What each bet costs#

Because MCP Apps ships real web code, it wins on expressive range — 3D, bespoke charts, custom interactions, anything. It pays for that three ways: iframe overhead on every render, aesthetic drift (each app looks like a foreign embed in your product), and a standing sandboxing burden, because you're rendering untrusted output and containing it is now your problem. Google's own comparison post is blunt that iframe reliance can produce "fragmented user experiences with aesthetic inconsistencies and performance hurdles."

A2UI inverts every one of those. Nothing executable crosses the wire, so the untrusted-code problem largely disappears; the host draws with its own widgets, so everything matches the product's design system and runs at native speed. The cost is a genuine ceiling: an A2UI agent can only render what the host's catalog already exposes. A server author cannot ship a widget the host never anticipated. Safety and consistency arrive together — and so does the limit.

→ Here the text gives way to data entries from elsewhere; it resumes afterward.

//! Gatekeeper Server
//!
//! Serves the gatekeeper dialogue over HTTP so a browser client can play
//! without holding provider credentials:
//! - `POST /api/session` starts a dialogue
//! - `POST /api/session/{id}/message` sends the next user line
//! - `GET /api/session/{id}/events?timeout=5` long-polls for events
//!
//! Usage:
//! ```bash
//! GEMINI_API_KEY=... SECRET_CODE=... gatekeeper-server
//! GEMINI_API_KEY=... SECRET_CODE=... gatekeeper-server --config gatekeeper.yaml
//!
//! # Play in the terminal instead
//! GEMINI_API_KEY=... SECRET_CODE=... gatekeeper-server chat
//!
//! # List models the key can use
//! GEMINI_API_KEY=... gatekeeper-server models
//! ```

use anyhow::Context;
use clap::{Parser, Subcommand};
use gatekeeper_egress::openai::OpenAIConnector;
use gatekeeper_observability::Metrics;
use gatekeeper_server::{
    app::{build_manager, build_model, build_router, connector_config},
    config::{LoggingConfig, ServerConfig},
    console::run_console,
};
use std::{net::SocketAddr, sync::Arc};
use tokio::{io::BufReader, net::TcpListener};
use tokio_util::sync::CancellationToken;
use tracing::{info, warn};
use tracing_subscriber::{EnvFilter, FmtSubscriber};

/// Gatekeeper - make the unhelpful assistant say yes
#[derive(Parser)]
#[command(name = "gatekeeper-server")]
#[command(about = "HTTP backend for the gatekeeper dialogue game", long_about = None)]
struct Cli {
    #[command(subcommand)]
    command: Option<Commands>,

    /// Path to configuration file (YAML or TOML)
    #[arg(
        short,
        long,
        value_name = "FILE",
        env = "GATEKEEPER_CONFIG",
        global = true
    )]
    config: Option<String>,

    /// Address to bind
    #[arg(long, value_name = "HOST", global = true)]
    host: Option<String>,

    /// Port to listen on
    #[arg(short, long, value_name = "PORT", global = true)]
    port: Option<u16>,
}

#[derive(Subcommand)]
enum Commands {
    /// Start the HTTP server (default if no command specified)
    Serve,
    /// Play one dialogue in the terminal
    Chat,
    /// List models available to the configured API key
    Models,
}

#[tokio::main]
async fn main() -> anyhow::Result<()> {
    let cli = Cli::parse();

    let mut config = match &cli.config {
        Some(path) => ServerConfig::from_file(path)?,
        None => ServerConfig::default(),
    };

    // Environment overrides the file, CLI flags override both
    config.merge_env();
    if let Some(host) = cli.host {
        config.host = host;
    }
    if let Some(port) = cli.port {
        config.port = port;
    }

    init_tracing(&config.logging)?;
    if let Some(path) = &cli.config {
        info!("Loaded configuration from {}", path);
    }

    match cli.command {
        Some(Commands::Models) => list_models(&config).await,
        Some(Commands::Chat) => chat(&config).await,
        Some(Commands::Serve) | None => serve(config).await,
    }
}

fn init_tracing(logging: &LoggingConfig) -> anyhow::Result<()> {
    let filter = match std::env::var("RUST_LOG") {
        Ok(directives) if !directives.trim().is_empty() => EnvFilter::new(directives),
        _ => EnvFilter::new(logging.level.to_lowercase()),
    };

    let builder = FmtSubscriber::builder()
        .with_env_filter(filter)
        .with_writer(std::io::stderr);

    if logging.json {
        tracing::subscriber::set_global_default(builder.json().finish())?;
    } else {
        tracing::subscriber::set_global_default(builder.finish())?;
    }
    Ok(())
}

async fn serve(config: ServerConfig) -> anyhow::Result<()> {
    config.validate()?;

    let metrics = Arc::new(Metrics::new().context("Failed to register metrics")?);
    let model = build_model(&config)?;
    let manager = build_manager(&config, model, metrics.clone())?;

    let shutdown = CancellationToken::new();
    let reaper = manager.spawn_reaper(shutdown.clone());

    let app = build_router(manager.clone(), metrics, &config.api_prefix);

    let addr: SocketAddr = format!("{}:{}", config.host, config.port)
        .parse()
        .with_context(|| format!("Invalid listen address {}:{}", config.host, config.port))?;
    let listener = TcpListener::bind(addr).await?;

    let api_base = format!("http://{}{}", addr, config.api_prefix.trim_end_matches('/'));
    info!("Gatekeeper listening on http://{}", addr);
    info!("   Model: {} via {}", config.provider.model, config.provider.base_url);
    info!("   Sessions:");
    info!("   - Create:  POST {}/session", api_base);
    info!("   - Message: POST {}/session/{{id}}/message", api_base);
    info!("   - Events:  GET  {}/session/{{id}}/events?timeout=5", api_base);
    info!("   Observability:");
    info!("   - Health check:       http://{}/healthz", addr);
    info!("   - Readiness check:    http://{}/readyz", addr);
    info!("   - Prometheus metrics: http://{}/metrics", addr);

    axum::serve(listener, app)
        .with_graceful_shutdown(shutdown_signal())
        .await?;

    shutdown.cancel();
    if let Some(reaper) = reaper
        && let Err(e) = reaper.await
    {
        warn!("Idle session reaper did not stop cleanly: {}", e);
    }
    manager.dispose_all();
    info!(sessions = manager.count(), "Server stopped");

    Ok(())
}

async fn chat(config: &ServerConfig) -> anyhow::Result<()> {
    config.validate()?;

    let metrics = Arc::new(Metrics::new().context("Failed to register metrics")?);
    let manager = build_manager(config, build_model(config)?, metrics)?;
    let session = manager.create_session().await?;

    let mut stdout = tokio::io::stdout();
    let outcome = run_console(session, BufReader::new(tokio::io::stdin()), &mut stdout).await?;

    if !outcome.secret_unlocked {
        println!("\nThe gatekeeper kept its secret.");
    }
    Ok(())
}

async fn list_models(config: &ServerConfig) -> anyhow::Result<()> {
    let connector = OpenAIConnector::new(connector_config(config)?)?;
    let models = connector.list_models().await?;

    for model in models {
        match model.owned_by {
            Some(owner) => println!("{} ({})", model.id, owner),
            None => println!("{}", model.id),
        }
    }
    Ok(())
}

/// Wait for shutdown signal (SIGINT or SIGTERM)
async fn shutdown_signal() {
    use tokio::signal;

    let ctrl_c = async {
        if let Err(e) = signal::ctrl_c().await {
            warn!("Failed to listen for Ctrl+C: {}", e);
            std::future::pending::<()>().await;
        }
    };

    #[cfg(unix)]
    let terminate = async {
        match signal::unix::signal(signal::unix::SignalKind::terminate()) {
            Ok(mut sigterm) => {
                sigterm.recv().await;
            }
            Err(e) => {
                warn!("Failed to install SIGTERM handler: {}", e);
                std::future::pending::<()>().await;
            }
        }
    };

    #[cfg(not(unix))]
    let terminate = std::future::pending::<()>();

    tokio::select! {
        _ = ctrl_c => {},
        _ = terminate => {},
    }

    info!("Shutdown signal received");
}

Neither is the "correct" answer. If your surface is a consumer chat product where brand coherence and performance are the whole game, the ceiling is a feature. If you're shipping a developer tool whose value is a novel visualization, the ceiling is a wall.

The tell that this isn't winner-take-all#

The most useful signal came from Google, and it's the reason to treat this as a layering question rather than a bake-off. Google published an "A2UI over MCP" pattern that carries A2UI's native rendering over MCP's tool transport — bypassing the iframe entirely. MCP handles what it's already good at, tool and data connectivity; A2UI handles the rendering, natively, in the host's design system. The post sketches three integration patterns, including serving fixed A2UI payloads as plain MCP Resources for things like privacy notices and config forms — cacheable, predictable, zero iframe.

When the company that shipped one of the two standards publishes the guide for running it on top of the other, the market has told you the frame. This is not MCP Apps versus A2UI the way MCP, A2A, and AG-UI occupy different layers of the same stack. It's two rendering strategies that compose.

How to actually choose#

Start one level up. If your agent renders inside a single app you fully own, you may not need either standard — a component-mapping library like the Vercel AI SDK or Tambo is less machinery and keeps the widgets in your codebase. Portable UI standards earn their complexity when the same agent has to render across surfaces you don't control: a third-party MCP client, an embedded assistant on someone else's page, several frontend frameworks at once.

Once you're there, the decision reduces to the split. Reach for MCP Apps when expressive freedom is the point and you can afford the iframe and the sandboxing — a rich, self-contained mini-app the server owns. Reach for A2UI when consistency, native performance, and data-not-code safety matter more than an unbounded palette, and you're willing to render only what the host exposes. And if you find yourself wanting both — native rendering and MCP's connectivity — that's not indecision. Google already wrote the pattern for it.